1. Construction of CRISPR expression plasmids
The PgaA is an enzyme that hydrolyzes the α-1,4 glycosidic bonds between galacturonic acid residues present in polygalacturonan in plant cell walls and therefore facilitate plant cell wall breakdown. In the production of fruit wine, pectinase has been used to destroy the pectin in the cell wall in order to improve the juice yield and increase the dissolution of aromatic substances such as pigments or terpenes.
Fig.1 Construction CRISPR expression plasmids. (A) Schematic representation of CRISPR expression vectors; (B) Agarose gel electrophoresis of pHCas9-Nours (lanes 1 and 2) and pYES2–gRNA-hyg-MCS (lanes 3 and 4) plasmids.
We sought to integrate PgaA gene into S. cerevisiae genome through CRISPR technology in order to obtain the yeast strains that not only produce alcohol but can also decompose pectin. To this end, we designed two plasmids expressing Cas9 and gRNA (Fig. 1A), as well as the repair template. The agarose gel electrophoresis results indicated that the plasmids of pHCas9-Nours and pYES2–gRNA-hyg-MCS were extracted from DH5 with high quality and could be used for the following transformation experiments.
2. Construction of the repair template
The repair template DNA containing PgaA gene (Fig. 2A) was generated by the overlap-PCR method. Firstly, the DNA fragments of upstream and downstream homologous regions were amplified with ~20 bp ends overlapping to the PgaA gene, producing ~500 bp PCR products (Fig. 2B). Secondly, the two fragments were annealed to the 5’- and 3’-ends of PgaA. Finally, the annealed products were further amplified using end primers of HR-L and HR-R, resulting in a DNA fragment of 1.5 kbp, which was verified as correct by agarose gel electrophoresis and DNA sequencing (Figs. 2C and 2D).
Fig. 2 Construction of repair template. (A) Schematic representation of repair template; (B) Agarose gel electrophoresis of PCR products; (C) DNA sequencing result analysis.
3. Yeast strain transformation and positive transformants verification
The constructed CRISPR plasmids and repair template DNA were chemically transformed into the S. cerevisiae strains.

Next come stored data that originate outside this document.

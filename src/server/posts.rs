//! Per-post endpoints: inspect, publish and refresh.

use axum::Json;
use axum::extract::{Path, State};
use serde::Deserialize;

use super::AppState;
use super::error::ApiError;
use crate::discourse::RemoteClient;
use crate::publish::{PublishOptions, PublishReport};
use crate::refresh::RefreshOutcome;
use crate::types::{PostId, SyncedPost};

/// Body of `POST /api/v1/posts/{id}/publish`.
#[derive(Debug, Deserialize)]
pub struct PublishRequest {
    pub title: String,
    pub raw: String,
    #[serde(flatten)]
    pub options: PublishOptions,
}

pub async fn post_handler<C>(
    State(app_state): State<AppState<C>>,
    Path(id): Path<u64>,
) -> Result<Json<SyncedPost>, ApiError>
where
    C: RemoteClient + Send + Sync + 'static,
{
    let post_id = PostId(id);
    app_state
        .store()
        .load(post_id)?
        .map(Json)
        .ok_or(ApiError::NotFound(post_id))
}

pub async fn publish_handler<C>(
    State(app_state): State<AppState<C>>,
    Path(id): Path<u64>,
    Json(request): Json<PublishRequest>,
) -> Result<Json<PublishReport>, ApiError>
where
    C: RemoteClient + Send + Sync + 'static,
{
    let report = app_state
        .publisher()
        .publish(PostId(id), &request.title, &request.raw, request.options)
        .await?;
    Ok(Json(report))
}

pub async fn refresh_handler<C>(
    State(app_state): State<AppState<C>>,
    Path(id): Path<u64>,
) -> Result<Json<RefreshOutcome>, ApiError>
where
    C: RemoteClient + Send + Sync + 'static,
{
    let outcome = app_state.refresher().maybe_refresh(PostId(id)).await?;
    Ok(Json(outcome))
}
//! Request construction for publishing.

use crate::config::SyncConfig;
use crate::discourse::{CreatePost, RemoteRequest, UpdatePost};
use crate::types::{RemotePostId, SyncedPost, TopicId};

/// Builds the `POST /posts` request that creates the topic for `post`.
pub fn create_request(
    config: &SyncConfig,
    post: &SyncedPost,
    raw: &str,
    embed_url: &str,
    author_username: Option<&str>,
) -> RemoteRequest {
    // With a single shared key the topic is created as the publishing user and
    // handed to the author afterwards.
    let api_username = if config.single_user_api_key_publication {
        None
    } else {
        Some(
            author_username
                .unwrap_or(&config.publish_username)
                .to_string(),
        )
    };

    RemoteRequest::CreatePost(CreatePost {
        embed_url: embed_url.to_string(),
        featured_link: config.add_featured_link.then(|| embed_url.to_string()),
        title: post.title.clone(),
        raw: raw.to_string(),
        category: post.category_id.or(config.default_category),
        skip_validations: true,
        auto_track: config.auto_track,
        visible: !post.unlisted,
        tags: post.tags.clone(),
        api_username,
    })
}

/// Builds the `PUT /posts/{id}` request that replaces title and content.
pub fn update_request(post_id: RemotePostId, title: &str, raw: &str) -> RemoteRequest {
    RemoteRequest::UpdatePost {
        post_id,
        payload: UpdatePost::new(title, raw),
    }
}

/// The author a created topic should be handed to, if any.
pub fn owner_change_target<'a>(
    config: &SyncConfig,
    author_username: Option<&'a str>,
) -> Option<&'a str> {
    if !config.single_user_api_key_publication {
        return None;
    }
    author_username.filter(|author| !author.is_empty() && *author != config.publish_username)
}

/// Public URL of a topic.
pub fn permalink(base_url: &str, topic_slug: &str, topic_id: TopicId) -> String {
    format!("{base_url}/t/{topic_slug}/{topic_id}")
}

The positive transformants were selected against YPD medium supplemented with Nours and hygromycin. The resulting colonies were picked up and cultured. To investigate whether the PgaA gene was integrated into yeast genome, we performed colony PCR using the upstream and downstream primers complementary to HR-L and HR-R genes, respectively. As shown in Fig. 3A, the target PCR products at~1500 bp were then extracted and purified for sequencing. The sequencing results finally confirmed that the PgaA gene was successfully integrated into S. cerevisiae genome (Fig. 3B).
Fig. 3 Verification of PgaA containing transformants. (A) Agarose gel electrophoresis of PCR products; (B) DNA sequencing result analysis.
To obtain an optimal culture time, we monitored the growth rate of recombinant S. cerevisiae cells from 2 to 72 h. As shown in Table.1 and Fig. 4, the OD600 of culture increased from 2 h and reached a plateau at 48 h, indicating that the optimal culture time was 48 h.
4. Pectinase activity assay
The pectinase activities of PgaA were determined using the dinitrosalicylic acid (DNS) colorimetric method. Briefly, in the presence of PgaA, pectin can be degraded into galacturonic acids, which reacts with DNS to form a compound with a maximum absorption at 540 nm. Thus, the activity of PgaA can be calculated by measuring the absorbance of the reactants with a spectrophotometer. For accurate quantification, a standard curve was generated using a series of concentrations of pectinase standards. As shown in Table. 2 and Fig. 5, the concentration of enzyme correlates well with the absorbance detected at 540 nm, applying to the Lambert-Beer law.
With this standard curve, we next determined the concentration of PgaA from recombinant S. cerevisiae strains. Samples from the culture media, total cell lysates and the soluble portion of cell lysates were collected and subjected to DNS colorimetric assay. As shown in Table. 3, the concentration of PgaA in the culture media of samples -1 and -2 were determined at about 0.034 mg/ml and 0.028 mg/ml, respectively, which were relatively higher than that of cell lysates (0.009 mg/ml and 0.007 mg/ml), suggesting that most of the PgaA proteins were secreted into the culture media. In addition, in the cell lysates of sample 1, we detected ~76% of PgaA in the soluble supernatants, implying that most of the PgaA in cells are soluble. Unexpectedly, the concentration of PgaA in the soluble supernatants of sample 2 was higher than that of total cell lysates, this could be due to experimental error. Since we measured the Culture media 2 first which possesses higher concentration of PgaA then the Soluble portion of cell lysate 2, the ultrasonic probe might haven’t been fully cleaned which would result the measurement error about the concentration of PgaA in the Soluble portion of cell lysate 2.